Lecturers can sell textbooks at any price they determine — Imo Polytechnic

The Federal Polytechnic Nekede, Owerri, Imo State, has stated that its lecturers can sell textbooks at any price they determine individually.

The Rector of the Polytechnic, Micheal Arimanwa, disclosed this to newsmen in Owerri while he also claimed the institution doesn’t increase and impose fees on students arbitrarily.

Arimanwa said that fees in the institution were affordable when compared with sister institutions in the country.

The rector said that buying of textbooks from lecturers and/or school library was not compulsory as against schools that imposed it on their students.

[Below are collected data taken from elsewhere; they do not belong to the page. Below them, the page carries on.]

#[tokio::test(start_paused = true)]
async fn append_that_landed_before_failing_is_kept_once() {
    let (reconciliations, _guard) = Reconciliations::capture();
    let inventory = InMemoryInventoryStore::new();
    let ledger = LostAckLedger::default();
    ledger.lost_acks.store(1, Ordering::SeqCst);
    let orchestrator =
        CheckoutOrchestrator::new(inventory.clone(), ledger.clone(), FixedGate::approving());
    let p1 = seed(&inventory, "P1", 100, 5).await;

    let result = orchestrator.settle(checkout("ana", vec![by_id(&p1, 1)])).await;

    let records = ledger.inner.all().await;
    assert_eq!(records.len(), 1);
    assert_eq!(result.items[0].sale_id, Some(records[0].id()));
    assert!(reconciliations.causes().is_empty());
}

#[tokio::test(start_paused = true)]
async fn transient_append_failures_are_retried() {
    let h = harness(FixedGate::approving());
    let p1 = seed(&h.inventory, "P1", 100, 5).await;
    h.ledger.fail_next_appends(2).await;

    let result = h.orchestrator.settle(checkout("ana", vec![by_id(&p1, 1)])).await;

    assert!(result.items[0].is_recorded());
    assert_eq!(h.ledger.record_count().await, 1);
}

#[tokio::test(start_paused = true)]
async fn exhausted_appends_keep_the_sale_but_drop_the_id() {
    let (reconciliations, _guard) = Reconciliations::capture();
    let h = harness(FixedGate::approving());
    let p1 = seed(&h.inventory, "P1", 100, 5).await;
    h.ledger.fail_next_appends(3).await;

    let result = h.orchestrator.settle(checkout("ana", vec![by_id(&p1, 1)])).await;

    let item = &result.items[0];
    assert_eq!(item.status, SaleStatus::Sold);
    assert_eq!(item.sale_id, None);
    assert_eq!(h.inventory.quantity_of(p1.id).await, Some(4));
    assert_eq!(h.ledger.record_count().await, 0);
    assert_eq!(reconciliations.causes(), vec!["append_exhausted"]);
}

/// Store that counts every call made against it.
#[derive(Clone, Default)]
struct CountingStore {
    inner: InMemoryInventoryStore,
    calls: Arc<AtomicUsize>,
}

impl CountingStore {
    fn calls(&self) -> usize {
        self.calls.load(Ordering::SeqCst)
    }

    fn tick(&self) {
        self.calls.fetch_add(1, Ordering::SeqCst);
    }
}

#[async_trait]
impl InventoryStore for CountingStore {
    async fn try_reserve(&self, id: ProductId, quantity: Quantity) -> inventory::Result<Reservation> {
        self.tick();
        self.inner.try_reserve(id, quantity).await
    }

    async fn get(&self, id: ProductId) -> inventory::Result<Option<Product>> {
        self.tick();
        self.inner.get(id).await
    }

    async fn find_by_name(&self, name: &str) -> inventory::Result<Option<Product>> {
        self.tick();
        self.inner.find_by_name(name).await
    }

    async fn get_many(&self, ids: &[ProductId]) -> inventory::Result<Vec<Product>> {
        self.tick();
        self.inner.get_many(ids).await
    }

    async fn insert(&self, product: NewProduct) -> inventory::Result<Product> {
        self.inner.insert(product).await
    }
}

#[tokio::test]
async fn direct_sale_rejects_malformed_input_before_storage() {
    let store = CountingStore::default();
    let ledger = InMemorySaleLedger::new();
    let orchestrator =
        CheckoutOrchestrator::new(store.clone(), ledger.clone(), FixedGate::approving());

    let malformed = orchestrator
        .sell(DirectSaleRequest {
            buyer: BuyerId::new("ana"),
            product_id: "not-a-product-key".to_string(),
            quantity: 1,
        })
        .await;
    let zero = orchestrator
        .sell(DirectSaleRequest {
            buyer: BuyerId::new("ana"),
            product_id: ProductId::new().to_string(),
            quantity: 0,
        })
        .await;

    assert!(matches!(malformed, Err(SaleError::InvalidIdentifier(_))));
    assert!(matches!(zero, Err(SaleError::InvalidQuantity(_))));
    assert_eq!(store.calls(), 0);
    assert_eq!(ledger.record_count().await, 0);
}

#[tokio::test]
async fn checkout_with_malformed_id_skips_the_id_lookup() {
    let store = CountingStore::default();
    let orchestrator =
        CheckoutOrchestrator::new(store.clone(), InMemorySaleLedger::new(), FixedGate::approving());

    let request = checkout(
        "ana",
        vec![LineItem::new(ProductRef::by_id("zzz"), Quantity::new(1).unwrap())],
    );
    let result = orchestrator.settle(request).await;

    assert_eq!(result.items[0].reason, Some(FailureReason::ProductNotFound));
    assert_eq!(store.calls(), 0);
}

#[tokio::test]
async fn direct_sale_for_unknown_product_records_a_failure() {
    let h = harness(FixedGate::approving());

    let missing = ProductId::new();
    let result = h
        .orchestrator
        .sell(DirectSaleRequest {
            buyer: BuyerId::new("ana"),
            product_id: missing.to_string(),
            quantity: 1,
        })
        .await;

    assert!(matches!(result, Err(SaleError::ProductNotFound(id)) if id == missing));
    let records = h.ledger.all().await;
    assert_eq!(records.len(), 1);
    assert_eq!(records[0].reason(), Some(FailureReason::ProductNotFound));
    assert_eq!(records[0].product_id(), None);
}

#[tokio::test]
async fn recent_history_spans_buyers() {
    let h = harness(FixedGate::approving());
    let p1 = seed(&h.inventory, "P1", 100, 10).await;

    for buyer in ["ana", "bob", "cy"] {
        h.orchestrator.settle(checkout(buyer, vec![by_id(&p1, 1)])).await;
    }

    let history = SalesHistory::new(h.inventory.clone(), h.ledger.clone());
    let recent = history.recent(Some(2)).await.unwrap();
    let buyers: Vec<_> = recent.iter().map(|v| v.record.buyer().as_str().to_owned()).collect();
    assert_eq!(buyers, vec!["cy", "bob"]);
}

He said, “Management does not arbitrarily impose fees on students. Whatever we do has a justifiable reason. Even with our increase in the price of textbooks in the institution, our maximum price of N2,500 is still the cheapest in the South-East and South-South when we checked.

“Some of the institutions do not have price ceiling for their books. Lecturers can sell at any price they determine individually. So we considered the students in fixing the price of books. Moreover, we said that it is not compulsory to buy any book written by a lecturer. Agitation about the price of something you don’t have to buy is misplaced. This is my first time of seeing people angry about the lowest price regime of a commodity.”

On the issue of the West African Examination Council certificate verification fee, which the students want the Management to scrap, the Rector said, “O/Level verification is a WAEC fee. WAEC recently increased their verification fee by 100 percent. It is the owner of a certificate that pays for it to be verified.

“This verification is paid at the point of entry ND1 or HND1. At this point, students have a choice of changing to another institution if there is any institution where they admit students without verifying their results or where the institution pays for the verification without collecting the money from students. So, with the option of alternative institutions, agitating for this reason is misplaced.”